Published: 09:38, 19 July 2021
| Updated: 09:39, 19 July 2021
Open champion Collin Morikawa heaped praise on the fans at Royal St George's in Sandwich.
The 24-year-old won his second major - but his first in front of a crowd - after a faultless final round of 66 saw him finish two shots clear of Jordan Spieth.
"This is by far one of the best moments of my life," he said. "The fans have been amazing, I’m very biased being from the US but to see some of the best crowds out here I look forward to making my trip here every year (now).
"We are so honoured to be on this beautiful golf course, Royal St George's put on a great championship and to be the Champion golfer of the year gives me chills – thanks to every one."
A total of 152,330 spectators lined the Kent course during the past week, part of a government pilot scheme to assist with fans attending live sport in greater numbers.
Morikawa was indebted to their support, and appreciation of the game.
"They are some of the best fans I've ever seen," he added. "They truly understand the game. They appreciate the game. We owe them a huge thank you because they cheer us up walking up the tees.
"It's awesome. It's a great energy. Sometimes they're not smiling and waving at everyone, but I embrace it. I take it in, and I hope everyone feels that.
"When you hit a tough shot out of the rough and you hit it in the green they actually enjoy that. They enjoy tough shots. They appreciate, they applaud good shots. So to have fans, it's so good to see people back.

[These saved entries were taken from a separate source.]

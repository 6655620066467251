//! PCM frames and wire format descriptors.

use crate::audio::buffer::FrameBuffer;
use crate::error::{BridgeError, BridgeResult};
use serde::{Deserialize, Serialize};

/// Sample encodings that appear on either side of the bridge.
#[derive(Debug, Clone, Copy, PartialEq, Eq, Serialize, Deserialize)]
pub enum AudioEncoding {
    /// G.711 μ-law, one byte per sample (telephony wire)
    #[serde(rename = "audio/x-mulaw")]
    MuLaw,
    /// Signed 16-bit linear PCM (room tracks)
    #[serde(rename = "audio/l16")]
    LinearPcm16,
}

impl AudioEncoding {
    /// Parse the MIME-style encoding name used in `start` signals.
    pub fn from_mime(name: &str) -> Option<Self> {
        match name.to_ascii_lowercase().as_str() {
            "audio/x-mulaw" | "audio/mulaw" | "audio/pcmu" => Some(AudioEncoding::MuLaw),
            "audio/l16" | "audio/pcm" => Some(AudioEncoding::LinearPcm16),
            _ => None,
        }
    }
}

/// Format of the audio carried on the duplex wire.
#[derive(Debug, Clone, Copy, PartialEq, Eq)]
pub struct WireFormat {
    pub encoding: AudioEncoding,
    pub sample_rate: u32,
    pub channels: u16,
    pub chunk_ms: u32,
}

impl WireFormat {
    /// Telephony default: μ-law, 8kHz, mono, 20ms chunks.
    pub fn telephony(sample_rate: u32, chunk_ms: u32) -> Self {
        Self {
            encoding: AudioEncoding::MuLaw,
            sample_rate,
            channels: 1,
            chunk_ms,
        }
    }

    /// Samples in one fixed-duration wire chunk (160 for 8kHz / 20ms).
    pub fn samples_per_chunk(&self) -> usize {
        (self.sample_rate as usize * self.chunk_ms as usize) / 1000
    }
}

/// One frame of linear PCM audio, interleaved when `channels > 1`.
#[derive(Debug, Clone)]
pub struct PcmFrame {
    pub samples: FrameBuffer,
    pub sample_rate: u32,
    pub channels: u16,
}

impl PcmFrame {
    /// Build a frame from a plain vector (not pooled).
    pub fn new(samples: Vec<i16>, sample_rate: u32, channels: u16) -> Self {
        Self {
            samples: FrameBuffer::detached(samples),
            sample_rate,
            channels,
        }
    }

    /// Build a frame around a pooled buffer.
    pub fn from_buffer(samples: FrameBuffer, sample_rate: u32, channels: u16) -> Self {
        Self {
            samples,
            sample_rate,
            channels,
        }
    }

    pub fn samples_per_channel(&self) -> usize {
        if self.channels == 0 {
            return 0;
        }
        self.samples.len() / self.channels as usize
    }

    /// Duration of the frame in milliseconds.
    pub fn duration_ms(&self) -> f64 {
        if self.sample_rate == 0 {
            return 0.0;
        }
        self.samples_per_channel() as f64 * 1000.0 / self.sample_rate as f64
    }

    /// Reject frames the egress pipeline cannot make sense of.
    pub fn validate(&self) -> BridgeResult<()> {
        if self.sample_rate == 0 {
            return Err(BridgeError::Decode("frame has a sample rate of 0".to_string()));
        }
        if self.channels == 0 || self.channels > 2 {
            return Err(BridgeError::Decode(format!(
                "unsupported channel count {}",
                self.channels
            )));
        }
        if self.samples.is_empty() {
            return Err(BridgeError::Decode("frame has no samples".to_string()));
        }
        if self.samples.len() % self.channels as usize != 0 {
            return Err(BridgeError::Decode(format!(
                "{} samples do not divide into {} channels",
                self.samples.len(),
                self.channels
            )));
        }
        Ok(())
    }
}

"I hope everyone stays safe. Obviously, that's the number one goal, but they bring so much energy. We love it. I think every single golfer this week appreciates all the fans here because it's just so much more fun to play in front of.
"You look around, every seat is packed, everywhere is packed with people. That's just what's going through my head of just enjoying those moments."
It was hard for Morikawa to fathom what he has achieved, becoming the first man to win two different majors on debut.
But he was keen to soak up the moment.
"I think when you make history - and I'm 24-years-old - it's hard to grasp, and it's hard to really take it in," said Morikawa.
"It's so hard to look back at the two short years that I have been a pro and see what I've done because I want more. I enjoy these moments and I love it, and I want to teach myself to embrace it a little more, maybe spend a few extra days and sit back and drink out of this (claret jug).
"I just want more. When you're in these moments and you truly love what you do, which I love playing golf and competing against these guys, these are the best moments ever because the nerves push you to just be a better person.
"The Open is going to be part of my life the rest of my life no matter what happens. To be a part of that history, it's awesome. To hear Champion Golfer of the Year, chills."